▸ TASK TO CARRY OUT
Once every line containing "PublicUser" has been counted, report the total for the data and nothing else.

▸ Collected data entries
-----

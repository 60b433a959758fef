use axum::{
    extract::{rejection::JsonRejection, FromRef, State},
    http::StatusCode,
    routing::{get, post},
    Json, Router,
};
use lazy_static::lazy_static;
use regex::Regex;
use tracing::{info, instrument, warn};
use uuid::Uuid;

use crate::{
    auth::{
        dto::{AuthResponse, LoginRequest, PublicUser, RefreshRequest, RegisterRequest},
        jwt::{AuthUser, JwtKeys},
        password::{hash_password, verify_password},
        repo_types::{NewUser, User},
    },
    error::ApiError,
    state::AppState,
    users::repo_types::Gender,
};

pub fn auth_routes() -> Router<AppState> {
    Router::new()
        .route("/auth/register", post(register))
        .route("/auth/login", post(login))
        .route("/auth/refresh", post(refresh))
}

pub fn me_routes() -> Router<AppState> {
    Router::new().route("/me", get(get_me))
}

pub(crate) fn is_valid_email(email: &str) -> bool {
    lazy_static! {
        static ref EMAIL_RE: Regex =
            Regex::new(r"^[^@\s]+@[^@\s]+\.[^@\s]+$").expect("email regex compiles");
    }
    EMAIL_RE.is_match(email)
}

fn bad_body(e: JsonRejection) -> ApiError {
    warn!(error = %e, "rejected auth body");
    ApiError::Validation(e.body_text())
}

fn issue_tokens(state: &AppState, user: User) -> Result<AuthResponse, ApiError> {
    let keys = JwtKeys::from_ref(state);
    Ok(AuthResponse {
        access_token: keys.sign_access(user.id)?,
        refresh_token: keys.sign_refresh(user.id)?,
        user: user.into(),
    })
}

/// Checks everything about a registration that needs no database.
fn validate_registration(payload: &mut RegisterRequest) -> Result<(Gender, i32), ApiError> {
    payload.email = payload.email.trim().to_lowercase();
    payload.name = payload.name.trim().to_string();

    if !is_valid_email(&payload.email) {
        warn!(email = %payload.email, "invalid email");
        return Err(ApiError::Validation("invalid email".into()));
    }
    if payload.password.len() < 8 {
        return Err(ApiError::Validation(
            "password must be at least 8 characters".into(),
        ));
    }
    if payload.name.is_empty() {
        return Err(ApiError::Validation("name is required".into()));
    }
    let gender: Gender = payload
        .gender
        .parse()
        .map_err(|_| ApiError::Validation("gender must be either \"boy\" or \"girl\"".into()))?;
    let age = i32::try_from(payload.age)
        .ok()
        .filter(|a| *a > 0)
        .ok_or_else(|| ApiError::Validation("age must be a positive integer".into()))?;
    Ok((gender, age))
}

#[instrument(skip(state, payload))]
pub async fn register(
    State(state): State<AppState>,
    payload: Result<Json<RegisterRequest>, JsonRejection>,
) -> Result<(StatusCode, Json<AuthResponse>), ApiError> {
    let Json(mut payload) = payload.map_err(bad_body)?;
    let (gender, age) = validate_registration(&mut payload)?;

    let hash = hash_password(&payload.password)?;
    let user = User::create(
        &state.db,
        NewUser {
            email: &payload.email,
            password_hash: &hash,
            name: &payload.name,
            age,
            gender: gender.as_str(),
        },
    )
    .await?
    .ok_or_else(|| {
        warn!(email = %payload.email, "email already registered");
        ApiError::Conflict("email already registered".into())
    })?;

    info!(user_id = %user.id, "user registered");
    Ok((StatusCode::CREATED, Json(issue_tokens(&state, user)?)))
}

#[instrument(skip(state, payload))]
pub async fn login(
    State(state): State<AppState>,
    payload: Result<Json<LoginRequest>, JsonRejection>,
) -> Result<Json<AuthResponse>, ApiError> {
    let Json(mut payload) = payload.map_err(bad_body)?;
    payload.email = payload.email.trim().to_lowercase();

    if !is_valid_email(&payload.email) {
        return Err(ApiError::Validation("invalid email".into()));
    }

    let invalid = || ApiError::Unauthorized("invalid credentials".into());
    let Some(user) = User::find_by_email(&state.db, &payload.email).await? else {
        warn!(email = %payload.email, "login for unknown email");
        return Err(invalid());
    };
    if !verify_password(&payload.password, &user.password_hash)? {
        warn!(user_id = %user.id, "login with wrong password");
        return Err(invalid());
    }

    info!(user_id = %user.id, "user logged in");
    Ok(Json(issue_tokens(&state, user)?))
}

#[instrument(skip(state, payload))]
pub async fn refresh(
    State(state): State<AppState>,
    payload: Result<Json<RefreshRequest>, JsonRejection>,
) -> Result<Json<AuthResponse>, ApiError> {
    let Json(payload) = payload.map_err(bad_body)?;
    let claims = JwtKeys::from_ref(&state)
        .verify_refresh(&payload.refresh_token)
        .map_err(|e| ApiError::Unauthorized(e.to_string()))?;

    let user = load_user(&state, claims.sub).await?;
    Ok(Json(issue_tokens(&state, user)?))
}

#[instrument(skip(state))]
pub async fn get_me(
    State(state): State<AppState>,
    AuthUser(user_id): AuthUser,
) -> Result<Json<PublicUser>, ApiError> {
    Ok(Json(load_user(&state, user_id).await?.into()))
}

async fn load_user(state: &AppState, user_id: Uuid) -> Result<User, ApiError> {
    User::find_by_id(&state.db, user_id)
        .await?
        .ok_or_else(|| ApiError::Unauthorized("user not found".into()))
}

-----

▸ PROBLEM SOLUTION
2